» **What the task asks**
Report every line from the following entries that contains the string "html".

» **Collected data entries**
== == ==

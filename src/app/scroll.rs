use leptos::{html, prelude::*};
use leptos_use::{
    use_element_bounding, use_window_scroll, use_window_size, UseElementBoundingReturn,
    UseWindowSizeReturn,
};

use crate::motion::{document_progress, ScrollBand};

/// Window scroll state shared by every scroll-linked component.
///
/// Created once by `App` and provided as context. Listeners are owned by the
/// reactive scope that created the handle and removed with it.
#[derive(Clone, Copy)]
pub struct ScrollHandle {
    pub y: Signal<f64>,
    pub viewport_height: Signal<f64>,
    /// Document scroll in `[0, 1]`.
    pub progress: Memo<f64>,
}

impl ScrollHandle {
    pub fn new() -> Self {
        let (_, y) = use_window_scroll();
        let UseWindowSizeReturn { height, .. } = use_window_size();
        let content_height = RwSignal::new(0.0);

        // scrollHeight has no event of its own; re-read it whenever
        // scrolling or resizing could have exposed new layout
        Effect::new(move |_| {
            y.track();
            height.track();
            if let Some(root) = document().document_element() {
                content_height.set(root.scroll_height() as f64);
            }
        });

        let progress =
            Memo::new(move |_| document_progress(y.get(), content_height.get(), height.get()));

        Self {
            y,
            viewport_height: height,
            progress,
        }
    }

    pub fn scroll_to(&self, top: f64) {
        window().scroll_to_with_x_and_y(0.0, top.max(0.0));
    }

    /// Scroll so the element with `id` sits `offset` pixels below the top.
    pub fn scroll_to_id(&self, id: &str, offset: f64) {
        let Some(el) = document().get_element_by_id(id) else {
            log::warn!("scroll target #{id} not found");
            return;
        };
        let top = el.get_bounding_client_rect().top() + self.y.get_untracked();
        self.scroll_to(top - offset);
    }
}

impl Default for ScrollHandle {
    fn default() -> Self {
        Self::new()
    }
}

pub fn use_scroll_handle() -> ScrollHandle {
    expect_context::<ScrollHandle>()
}

/// Progress of `target` through `band`, recomputed on every scroll tick.
pub fn band_progress(
    scroll: ScrollHandle,
    target: NodeRef<html::Div>,
    band: ScrollBand,
) -> Signal<f64> {
    let UseElementBoundingReturn { top, height, .. } = use_element_bounding(target);
    Signal::derive(move || {
        scroll.y.track();
        band.progress(top.get(), height.get(), scroll.viewport_height.get())
    })
}

#[component]
pub fn ScrollProgressBar() -> impl IntoView {
    let scroll = use_scroll_handle();
    view! {
        <div
            class="fixed top-0 right-0 left-0 z-50 h-1 origin-left bg-accent"
            style:transform=move || format!("scaleX({:.4})", scroll.progress.get())
        />
    }
}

== == ==

» **Written solution**
use leptos::{html, prelude::*};
    target: NodeRef<html::Div>,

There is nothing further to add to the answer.